Some collaborators and I have done an analysis using OLS multiple logistic regression, and adjusting the standard errors by multiplying by the square root of the design effect to account for clustering.
The data set has 2710 individuals clustered in 528 units (mean cluster size just over 5), but a lot of the clusters are singletons. One value of the dichotomous outcome variable has a prevalence rate of about 3%. Our most important predictor is a level 2 dichotomous variable (with approximately equal numbers of level 2 units for each value). We had an ICC of only 0.095, which according to Garson (2003) would not be statistically significant since the intercept was not statistically significant in the null model (see my other recent question), but one reviewer objected to the use of OLS rather than hierarchical methods because the main predictor was level 2 (and the most interesting results involved cross-level interactions).
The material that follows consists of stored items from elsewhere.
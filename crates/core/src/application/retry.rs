// Retry strategies and the strategy library consulted by the import executor
use crate::domain::TransferError;
use crate::error::{AppError, Result};
use serde::{Deserialize, Serialize};

/// Fixed-interval retry parameters
#[derive(Debug, Clone, PartialEq, Eq, Serialize, Deserialize)]
#[serde(rename_all = "camelCase", try_from = "UniformRetryConfig")]
pub struct UniformRetryStrategy {
    max_attempts: u32,
    interval_millis: i64,
    identifier: String,
}

#[derive(Deserialize)]
#[serde(rename_all = "camelCase")]
struct UniformRetryConfig {
    max_attempts: u32,
    interval_millis: i64,
    #[serde(default)]
    identifier: String,
}

impl TryFrom<UniformRetryConfig> for UniformRetryStrategy {
    type Error = AppError;

    fn try_from(c: UniformRetryConfig) -> Result<Self> {
        UniformRetryStrategy::new(c.max_attempts, c.interval_millis, c.identifier)
    }
}

impl UniformRetryStrategy {
    /// # Errors
    /// - `AppError::InvalidArgument` if `max_attempts == 0` or `interval_millis <= 0`
    pub fn new(max_attempts: u32, interval_millis: i64, identifier: impl Into<String>) -> Result<Self> {
        if max_attempts == 0 {
            return Err(AppError::InvalidArgument("Max attempts should be > 0".into()));
        }
        if interval_millis <= 0 {
            return Err(AppError::InvalidArgument("Interval should be > 0".into()));
        }
        Ok(Self {
            max_attempts,
            interval_millis,
            identifier: identifier.into(),
        })
    }

    pub fn max_attempts(&self) -> u32 {
        self.max_attempts
    }

    pub fn interval_millis(&self) -> i64 {
        self.interval_millis
    }

    pub fn identifier(&self) -> &str {
        &self.identifier
    }
}

/// Exponential backoff parameters: interval = initial * multiplier^(attempts - 1)
#[derive(Debug, Clone, PartialEq, Serialize, Deserialize)]
#[serde(rename_all = "camelCase", try_from = "ExponentialBackoffConfig")]
pub struct ExponentialBackoffStrategy {
    max_attempts: u32,
    initial_interval_millis: i64,
    multiplier: f64,
}

#[derive(Deserialize)]
#[serde(rename_all = "camelCase")]
struct ExponentialBackoffConfig {
    max_attempts: u32,
    initial_interval_millis: i64,
    multiplier: f64,
}

impl TryFrom<ExponentialBackoffConfig> for ExponentialBackoffStrategy {
    type Error = AppError;

    fn try_from(c: ExponentialBackoffConfig) -> Result<Self> {
        ExponentialBackoffStrategy::new(c.max_attempts, c.initial_interval_millis, c.multiplier)
    }
}

impl ExponentialBackoffStrategy {
    pub fn new(max_attempts: u32, initial_interval_millis: i64, multiplier: f64) -> Result<Self> {
        if max_attempts == 0 {
            return Err(AppError::InvalidArgument("Max attempts should be > 0".into()));
        }
        if initial_interval_millis <= 0 {
            return Err(AppError::InvalidArgument("Initial interval should be > 0".into()));
        }
        if !(multiplier >= 1.0) {
            return Err(AppError::InvalidArgument("Multiplier should be >= 1.0".into()));
        }
        Ok(Self {
            max_attempts,
            initial_interval_millis,
            multiplier,
        })
    }

    fn interval_for(&self, tries: u32) -> i64 {
        let exponent = tries.saturating_sub(1).min(i32::MAX as u32) as i32;
        let interval = self.initial_interval_millis as f64 * self.multiplier.powi(exponent);
        if interval >= i64::MAX as f64 {
            i64::MAX
        } else {
            interval as i64
        }
    }
}

/// Retry policy value.
///
/// Strategies are immutable and stateless: the attempt count is always passed
/// in by the caller. `tries` counts attempts already made, so after the first
/// failure the executor asks `can_try_again(1)`.
#[derive(Debug, Clone, PartialEq, Serialize, Deserialize)]
#[serde(tag = "type")]
pub enum RetryStrategy {
    /// Never retry, failure may be skipped (known non-fatal errors)
    Skip,
    /// Never retry, failure is fatal to the job
    NoRetry,
    /// Fixed interval retries, failure is fatal once exhausted
    Uniform(UniformRetryStrategy),
    /// Fixed interval retries, failure may be skipped once exhausted
    UniformRetrySkip(UniformRetryStrategy),
    /// Growing interval retries, failure is fatal once exhausted
    ExponentialBackoff(ExponentialBackoffStrategy),
}

impl RetryStrategy {
    pub fn uniform_retry_skip(
        max_attempts: u32,
        interval_millis: i64,
        identifier: impl Into<String>,
    ) -> Result<Self> {
        Ok(RetryStrategy::UniformRetrySkip(UniformRetryStrategy::new(
            max_attempts,
            interval_millis,
            identifier,
        )?))
    }

    pub fn uniform(max_attempts: u32, interval_millis: i64, identifier: impl Into<String>) -> Result<Self> {
        Ok(RetryStrategy::Uniform(UniformRetryStrategy::new(
            max_attempts,
            interval_millis,
            identifier,
        )?))
    }

    pub fn can_try_again(&self, tries: u32) -> bool {
        match self {
            RetryStrategy::Skip | RetryStrategy::NoRetry => false,
            RetryStrategy::Uniform(u) | RetryStrategy::UniformRetrySkip(u) => tries <= u.max_attempts,
            RetryStrategy::ExponentialBackoff(e) => tries <= e.max_attempts,
        }
    }

    /// Wait before the next attempt; -1 when the strategy forbids retrying
    pub fn next_interval_millis(&self, tries: u32) -> i64 {
        match self {
            RetryStrategy::Skip | RetryStrategy::NoRetry => -1,
            RetryStrategy::Uniform(u) | RetryStrategy::UniformRetrySkip(u) => u.interval_millis,
            RetryStrategy::ExponentialBackoff(e) => e.interval_for(tries),
        }
    }

    /// Remaining wait given the time already spent since the last failure
    ///
    /// # Errors
    /// - `AppError::InvalidState` if `tries` exceeds the configured maximum
    pub fn remaining_interval_millis(&self, tries: u32, elapsed_millis: i64) -> Result<i64> {
        match self {
            RetryStrategy::Skip | RetryStrategy::NoRetry => Ok(-1),
            RetryStrategy::Uniform(u) | RetryStrategy::UniformRetrySkip(u) => {
                if tries > u.max_attempts {
                    return Err(AppError::InvalidState(format!(
                        "No retries left ({} > {})",
                        tries, u.max_attempts
                    )));
                }
                Ok(u.interval_millis - elapsed_millis)
            }
            RetryStrategy::ExponentialBackoff(e) => {
                if tries > e.max_attempts {
                    return Err(AppError::InvalidState(format!(
                        "No retries left ({} > {})",
                        tries, e.max_attempts
                    )));
                }
                Ok(e.interval_for(tries) - elapsed_millis)
            }
        }
    }

    /// Whether an exhausted failure may be recorded as skipped instead of failing the job
    pub fn can_skip(&self) -> bool {
        matches!(self, RetryStrategy::Skip | RetryStrategy::UniformRetrySkip(_))
    }
}

impl std::fmt::Display for RetryStrategy {
    fn fmt(&self, f: &mut std::fmt::Formatter<'_>) -> std::fmt::Result {
        match self {
            RetryStrategy::Skip => write!(f, "SkipRetryStrategy{{}}"),
            RetryStrategy::NoRetry => write!(f, "NoRetryStrategy{{}}"),
            RetryStrategy::Uniform(u) => write!(
                f,
                "UniformRetryStrategy{{maxAttempts={}, intervalMillis={}, identifier={}}}",
                u.max_attempts, u.interval_millis, u.identifier
            ),
            RetryStrategy::UniformRetrySkip(u) => write!(
                f,
                "UniformRetrySkipStrategy{{maxAttempts={}, intervalMillis={}, identifier={}}}",
                u.max_attempts, u.interval_millis, u.identifier
            ),
            RetryStrategy::ExponentialBackoff(e) => write!(
                f,
                "ExponentialBackoffStrategy{{maxAttempts={}, initialIntervalMillis={}, multiplier={}}}",
                e.max_attempts, e.initial_interval_millis, e.multiplier
            ),
        }
    }
}

/// Error-message fragments mapped to a strategy
#[derive(Debug, Clone, PartialEq, Serialize, Deserialize)]
#[serde(rename_all = "camelCase")]
pub struct RetryMapping {
    pub patterns: Vec<String>,
    pub strategy: RetryStrategy,
}

impl RetryMapping {
    fn matches(&self, message: &str) -> bool {
        let message = message.to_lowercase();
        self.patterns
            .iter()
            .any(|p| message.contains(&p.to_lowercase()))
    }
}

/// Ordered rules choosing a strategy for a provider failure.
///
/// The first mapping with a pattern contained in the error message wins;
/// otherwise `default_strategy` applies.
#[derive(Debug, Clone, PartialEq, Serialize, Deserialize)]
#[serde(rename_all = "camelCase")]
pub struct RetryStrategyLibrary {
    #[serde(default)]
    pub mappings: Vec<RetryMapping>,
    pub default_strategy: RetryStrategy,
}

impl RetryStrategyLibrary {
    pub fn new(mappings: Vec<RetryMapping>, default_strategy: RetryStrategy) -> Self {
        Self {
            mappings,
            default_strategy,
        }
    }

    /// Library applying one strategy to every failure
    pub fn uniform(strategy: RetryStrategy) -> Self {
        Self::new(Vec::new(), strategy)
    }

    pub fn from_json(json: &str) -> Result<Self> {
        Ok(serde_json::from_str(json)?)
    }

    pub fn strategy_for(&self, error: &TransferError) -> &RetryStrategy {
        self.mappings
            .iter()
            .find(|m| m.matches(error.message()))
            .map(|m| &m.strategy)
            .unwrap_or(&self.default_strategy)
    }
}

impl Default for RetryStrategyLibrary {
    /// Three retries one second apart, then skip the item
    fn default() -> Self {
        Self::uniform(RetryStrategy::UniformRetrySkip(UniformRetryStrategy {
            max_attempts: 3,
            interval_millis: 1000,
            identifier: "default".to_string(),
        }))
    }
}
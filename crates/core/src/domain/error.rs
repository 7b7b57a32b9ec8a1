// Domain Error Types

use thiserror::Error;

#[derive(Error, Debug)]
pub enum DomainError {
    #[error("Invalid job state transition: {from} -> {to}")]
    InvalidStateTransition { from: String, to: String },

    #[error("Unknown data vertical: {0}")]
    UnknownDataVertical(String),

    #[error("Unknown auth mode: {0}")]
    UnknownAuthMode(String),

    #[error("Validation error: {0}")]
    ValidationError(String),
}

pub type Result<T> = std::result::Result<T, DomainError>;

/// Failure reported by a provider adapter while exporting or importing an item.
///
/// `Fatal` failures are never retried or skipped. `Provider` failures are
/// handed to the retry strategy library, which picks a strategy by matching
/// the message.
#[derive(Error, Debug, Clone, PartialEq, Eq)]
pub enum TransferError {
    #[error("provider error: {0}")]
    Provider(String),

    #[error("destination full: {0}")]
    DestinationFull(String),

    #[error("fatal error: {0}")]
    Fatal(String),
}

impl TransferError {
    pub fn provider(msg: impl Into<String>) -> Self {
        Self::Provider(msg.into())
    }

    pub fn fatal(msg: impl Into<String>) -> Self {
        Self::Fatal(msg.into())
    }

    pub fn is_fatal(&self) -> bool {
        matches!(self, Self::Fatal(_) | Self::DestinationFull(_))
    }

    pub fn message(&self) -> &str {
        match self {
            Self::Provider(m) | Self::DestinationFull(m) | Self::Fatal(m) => m,
        }
    }
}
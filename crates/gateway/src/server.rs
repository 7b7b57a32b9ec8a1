//! Gateway HTTP server

use crate::callback::router;
use portability_core::application::{OauthCallbackHandler, ShutdownToken};
use portability_core::error::Result;
use std::net::SocketAddr;
use std::sync::Arc;
use tokio::net::TcpListener;
use tokio::task::JoinHandle;
use tracing::{error, info};

const DEFAULT_GATEWAY_HOST: &str = "127.0.0.1";
const DEFAULT_GATEWAY_PORT: u16 = 8080;

#[derive(Debug, Clone)]
pub struct GatewayConfig {
    pub host: String,
    pub port: u16,
}

impl Default for GatewayConfig {
    fn default() -> Self {
        Self {
            host: DEFAULT_GATEWAY_HOST.to_string(),
            port: DEFAULT_GATEWAY_PORT,
        }
    }
}

pub struct GatewayServer {
    config: GatewayConfig,
    handler: Arc<OauthCallbackHandler>,
}

impl GatewayServer {
    pub fn new(config: GatewayConfig, handler: Arc<OauthCallbackHandler>) -> Self {
        Self { config, handler }
    }

    /// Bind and serve until `shutdown` is raised
    ///
    /// Returns the bound address (useful with port 0) and the serving task.
    pub async fn start(self, mut shutdown: ShutdownToken) -> Result<(SocketAddr, JoinHandle<()>)> {
        let listener =
            TcpListener::bind((self.config.host.as_str(), self.config.port)).await?;
        let addr = listener.local_addr()?;
        info!(addr = %addr, "Gateway listening");

        let app = router(self.handler);
        let handle = tokio::spawn(async move {
            let served = axum::serve(listener, app)
                .with_graceful_shutdown(async move { shutdown.wait().await })
                .await;
            match served {
                Ok(()) => info!("Gateway stopped"),
                Err(e) => error!(error = %e, "Gateway server error"),
            }
        });

        Ok((addr, handle))
    }
}
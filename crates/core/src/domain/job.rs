// Portability Job Domain Model

use crate::domain::error::{DomainError, Result};
use serde::{Deserialize, Serialize};
use std::str::FromStr;

/// Job ID (UUID v4)
pub type JobId = String;

/// Job State
///
/// Linear authorization flow followed by the transfer phase:
/// CREATED -> EXPORT_AUTH_PENDING -> EXPORT_AUTH_COMPLETE -> IMPORT_AUTH_PENDING
/// -> IMPORT_AUTH_COMPLETE -> TRANSFER_IN_PROGRESS -> COMPLETE | ERROR
#[derive(Debug, Clone, Copy, PartialEq, Eq, Hash, Serialize, Deserialize)]
#[serde(rename_all = "SCREAMING_SNAKE_CASE")]
pub enum JobState {
    Created,
    ExportAuthPending,
    ExportAuthComplete,
    ImportAuthPending,
    ImportAuthComplete,
    TransferInProgress,
    Complete,
    Error,
}

impl JobState {
    pub fn is_terminal(self) -> bool {
        matches!(self, JobState::Complete | JobState::Error)
    }

    /// Whether `next` is a legal successor of this state.
    ///
    /// Re-entering a pending state is allowed (re-authorization overwrites the
    /// initial auth data). Any non-terminal state may fall to ERROR.
    pub fn can_transition_to(self, next: JobState) -> bool {
        use JobState::*;

        if next == Error {
            return !self.is_terminal();
        }

        matches!(
            (self, next),
            (Created, ExportAuthPending)
                | (ExportAuthPending, ExportAuthPending)
                | (ExportAuthPending, ExportAuthComplete)
                | (ExportAuthComplete, ImportAuthPending)
                | (ImportAuthPending, ImportAuthPending)
                | (ImportAuthPending, ImportAuthComplete)
                | (ImportAuthComplete, TransferInProgress)
                | (TransferInProgress, Complete)
        )
    }
}

impl std::fmt::Display for JobState {
    fn fmt(&self, f: &mut std::fmt::Formatter<'_>) -> std::fmt::Result {
        match self {
            JobState::Created => write!(f, "CREATED"),
            JobState::ExportAuthPending => write!(f, "EXPORT_AUTH_PENDING"),
            JobState::ExportAuthComplete => write!(f, "EXPORT_AUTH_COMPLETE"),
            JobState::ImportAuthPending => write!(f, "IMPORT_AUTH_PENDING"),
            JobState::ImportAuthComplete => write!(f, "IMPORT_AUTH_COMPLETE"),
            JobState::TransferInProgress => write!(f, "TRANSFER_IN_PROGRESS"),
            JobState::Complete => write!(f, "COMPLETE"),
            JobState::Error => write!(f, "ERROR"),
        }
    }
}

impl FromStr for JobState {
    type Err = DomainError;

    fn from_str(s: &str) -> Result<Self> {
        match s {
            "CREATED" => Ok(JobState::Created),
            "EXPORT_AUTH_PENDING" => Ok(JobState::ExportAuthPending),
            "EXPORT_AUTH_COMPLETE" => Ok(JobState::ExportAuthComplete),
            "IMPORT_AUTH_PENDING" => Ok(JobState::ImportAuthPending),
            "IMPORT_AUTH_COMPLETE" => Ok(JobState::ImportAuthComplete),
            "TRANSFER_IN_PROGRESS" => Ok(JobState::TransferInProgress),
            "COMPLETE" => Ok(JobState::Complete),
            "ERROR" => Ok(JobState::Error),
            other => Err(DomainError::ValidationError(format!(
                "unknown job state: {}",
                other
            ))),
        }
    }
}

/// Data vertical (category of data being transferred)
#[derive(Debug, Clone, Copy, PartialEq, Eq, Hash, Serialize, Deserialize)]
#[serde(rename_all = "SCREAMING_SNAKE_CASE")]
pub enum DataVertical {
    Photos,
    Videos,
    Media,
    Calendar,
    Contacts,
    SocialPosts,
    Tasks,
}

impl std::fmt::Display for DataVertical {
    fn fmt(&self, f: &mut std::fmt::Formatter<'_>) -> std::fmt::Result {
        match self {
            DataVertical::Photos => write!(f, "PHOTOS"),
            DataVertical::Videos => write!(f, "VIDEOS"),
            DataVertical::Media => write!(f, "MEDIA"),
            DataVertical::Calendar => write!(f, "CALENDAR"),
            DataVertical::Contacts => write!(f, "CONTACTS"),
            DataVertical::SocialPosts => write!(f, "SOCIAL_POSTS"),
            DataVertical::Tasks => write!(f, "TASKS"),
        }
    }
}

impl FromStr for DataVertical {
    type Err = DomainError;

    fn from_str(s: &str) -> Result<Self> {
        match s.to_ascii_uppercase().as_str() {
            "PHOTOS" => Ok(DataVertical::Photos),
            "VIDEOS" => Ok(DataVertical::Videos),
            "MEDIA" => Ok(DataVertical::Media),
            "CALENDAR" => Ok(DataVertical::Calendar),
            "CONTACTS" => Ok(DataVertical::Contacts),
            "SOCIAL_POSTS" | "SOCIAL" => Ok(DataVertical::SocialPosts),
            "TASKS" => Ok(DataVertical::Tasks),
            _ => Err(DomainError::UnknownDataVertical(s.to_string())),
        }
    }
}

/// Authorization direction
#[derive(Debug, Clone, Copy, PartialEq, Eq, Hash, Serialize, Deserialize)]
#[serde(rename_all = "SCREAMING_SNAKE_CASE")]
pub enum AuthMode {
    Export,
    Import,
}

impl std::fmt::Display for AuthMode {
    fn fmt(&self, f: &mut std::fmt::Formatter<'_>) -> std::fmt::Result {
        match self {
            AuthMode::Export => write!(f, "EXPORT"),
            AuthMode::Import => write!(f, "IMPORT"),
        }
    }
}

impl FromStr for AuthMode {
    type Err = DomainError;

    fn from_str(s: &str) -> Result<Self> {
        match s.to_ascii_uppercase().as_str() {
            "EXPORT" => Ok(AuthMode::Export),
            "IMPORT" => Ok(AuthMode::Import),
            _ => Err(DomainError::UnknownAuthMode(s.to_string())),
        }
    }
}

/// Authorization record of a job.
///
/// All auth data fields hold ciphertext produced with `session_secret_key`.
#[derive(Clone, Serialize, Deserialize)]
pub struct JobAuthorization {
    pub state: JobState,
    /// base64url key material, generated once per job
    pub session_secret_key: String,
    pub encrypted_initial_export_auth_data: Option<String>,
    pub encrypted_initial_import_auth_data: Option<String>,
    pub encrypted_export_auth_data: Option<String>,
    pub encrypted_import_auth_data: Option<String>,
}

impl std::fmt::Debug for JobAuthorization {
    fn fmt(&self, f: &mut std::fmt::Formatter<'_>) -> std::fmt::Result {
        f.debug_struct("JobAuthorization")
            .field("state", &self.state)
            .field("session_secret_key", &"<redacted>")
            .field(
                "has_initial_export_auth_data",
                &self.encrypted_initial_export_auth_data.is_some(),
            )
            .field(
                "has_initial_import_auth_data",
                &self.encrypted_initial_import_auth_data.is_some(),
            )
            .field("has_export_auth_data", &self.encrypted_export_auth_data.is_some())
            .field("has_import_auth_data", &self.encrypted_import_auth_data.is_some())
            .finish()
    }
}

/// Portability Job Entity
#[derive(Debug, Clone, Serialize, Deserialize)]
pub struct PortabilityJob {
    pub id: JobId,
    pub export_service: String,
    pub import_service: String,
    pub transfer_data_type: DataVertical,
    pub authorization: JobAuthorization,

    pub created_at: i64, // epoch ms
    pub updated_at: i64,

    pub bytes_transferred: i64,
    pub failure_reason: Option<String>,
    pub cancel_requested: bool,
}

impl PortabilityJob {
    /// Create a new job in CREATED state
    ///
    /// # Arguments
    ///
    /// * `id` - Unique job ID (injected, not generated)
    /// * `created_at` - Creation timestamp in epoch ms (injected, not system time)
    /// * `session_secret_key` - Encoded per-job session key
    pub fn new(
        id: impl Into<String>,
        created_at: i64,
        export_service: impl Into<String>,
        import_service: impl Into<String>,
        transfer_data_type: DataVertical,
        session_secret_key: impl Into<String>,
    ) -> Self {
        Self {
            id: id.into(),
            export_service: export_service.into(),
            import_service: import_service.into(),
            transfer_data_type,
            authorization: JobAuthorization {
                state: JobState::Created,
                session_secret_key: session_secret_key.into(),
                encrypted_initial_export_auth_data: None,
                encrypted_initial_import_auth_data: None,
                encrypted_export_auth_data: None,
                encrypted_import_auth_data: None,
            },
            created_at,
            updated_at: created_at,
            bytes_transferred: 0,
            failure_reason: None,
            cancel_requested: false,
        }
    }

    pub fn state(&self) -> JobState {
        self.authorization.state
    }

    /// Service on the given side of the transfer
    pub fn service_for(&self, mode: AuthMode) -> &str {
        match mode {
            AuthMode::Export => &self.export_service,
            AuthMode::Import => &self.import_service,
        }
    }

    pub fn encrypted_initial_auth_data(&self, mode: AuthMode) -> Option<&str> {
        match mode {
            AuthMode::Export => self.authorization.encrypted_initial_export_auth_data.as_deref(),
            AuthMode::Import => self.authorization.encrypted_initial_import_auth_data.as_deref(),
        }
    }

    pub fn encrypted_auth_data(&self, mode: AuthMode) -> Option<&str> {
        match mode {
            AuthMode::Export => self.authorization.encrypted_export_auth_data.as_deref(),
            AuthMode::Import => self.authorization.encrypted_import_auth_data.as_deref(),
        }
    }

    fn transition(&mut self, next: JobState, now_millis: i64) -> Result<()> {
        let current = self.state();
        if !current.can_transition_to(next) {
            return Err(DomainError::InvalidStateTransition {
                from: current.to_string(),
                to: next.to_string(),
            });
        }
        self.authorization.state = next;
        self.updated_at = now_millis;
        Ok(())
    }

    /// Enter `*_AUTH_PENDING` for the given direction.
    ///
    /// Export authorization starts from CREATED, import authorization only
    /// after export authorization completed.
    pub fn begin_auth(
        &mut self,
        mode: AuthMode,
        encrypted_initial_auth_data: Option<String>,
        now_millis: i64,
    ) -> Result<()> {
        let next = match mode {
            AuthMode::Export => JobState::ExportAuthPending,
            AuthMode::Import => JobState::ImportAuthPending,
        };
        self.transition(next, now_millis)?;
        match mode {
            AuthMode::Export => {
                self.authorization.encrypted_initial_export_auth_data = encrypted_initial_auth_data
            }
            AuthMode::Import => {
                self.authorization.encrypted_initial_import_auth_data = encrypted_initial_auth_data
            }
        }
        Ok(())
    }

    /// Record the final encrypted credentials and enter `*_AUTH_COMPLETE`
    pub fn complete_auth(
        &mut self,
        mode: AuthMode,
        encrypted_auth_data: String,
        now_millis: i64,
    ) -> Result<()> {
        let next = match mode {
            AuthMode::Export => JobState::ExportAuthComplete,
            AuthMode::Import => JobState::ImportAuthComplete,
        };
        self.transition(next, now_millis)?;
        match mode {
            AuthMode::Export => self.authorization.encrypted_export_auth_data = Some(encrypted_auth_data),
            AuthMode::Import => self.authorization.encrypted_import_auth_data = Some(encrypted_auth_data),
        }
        Ok(())
    }

    /// Enter TRANSFER_IN_PROGRESS (requires both directions authorized)
    pub fn begin_transfer(&mut self, now_millis: i64) -> Result<()> {
        if self.authorization.encrypted_export_auth_data.is_none()
            || self.authorization.encrypted_import_auth_data.is_none()
        {
            return Err(DomainError::InvalidStateTransition {
                from: format!("{} (missing credentials)", self.state()),
                to: JobState::TransferInProgress.to_string(),
            });
        }
        self.transition(JobState::TransferInProgress, now_millis)
    }

    /// Transition to COMPLETE with the final byte count
    pub fn complete(&mut self, bytes_transferred: i64, now_millis: i64) -> Result<()> {
        self.transition(JobState::Complete, now_millis)?;
        self.bytes_transferred = bytes_transferred;
        Ok(())
    }

    /// Transition to ERROR with a reason (no internal detail reaches end users)
    pub fn fail(&mut self, reason: impl Into<String>, now_millis: i64) -> Result<()> {
        self.transition(JobState::Error, now_millis)?;
        self.failure_reason = Some(reason.into());
        Ok(())
    }
}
Tossing out the singletons losses a lot of our data (and we might have to lose even more by tossing out other small clusters to use get good enough parameter estimates for a slopes-and-intercepts-as-outcomes model), and given the low prevalence rate of our outcome variable, I'm loathe to do that.
No, we can't collect more data -- this is a sample from a national database.
Any suggestions on a better way to handle the effects of clustering in this situation (that can be carried out using SPSS and/or HLM 7, the two packages we have and have facility using) would be much appreciated.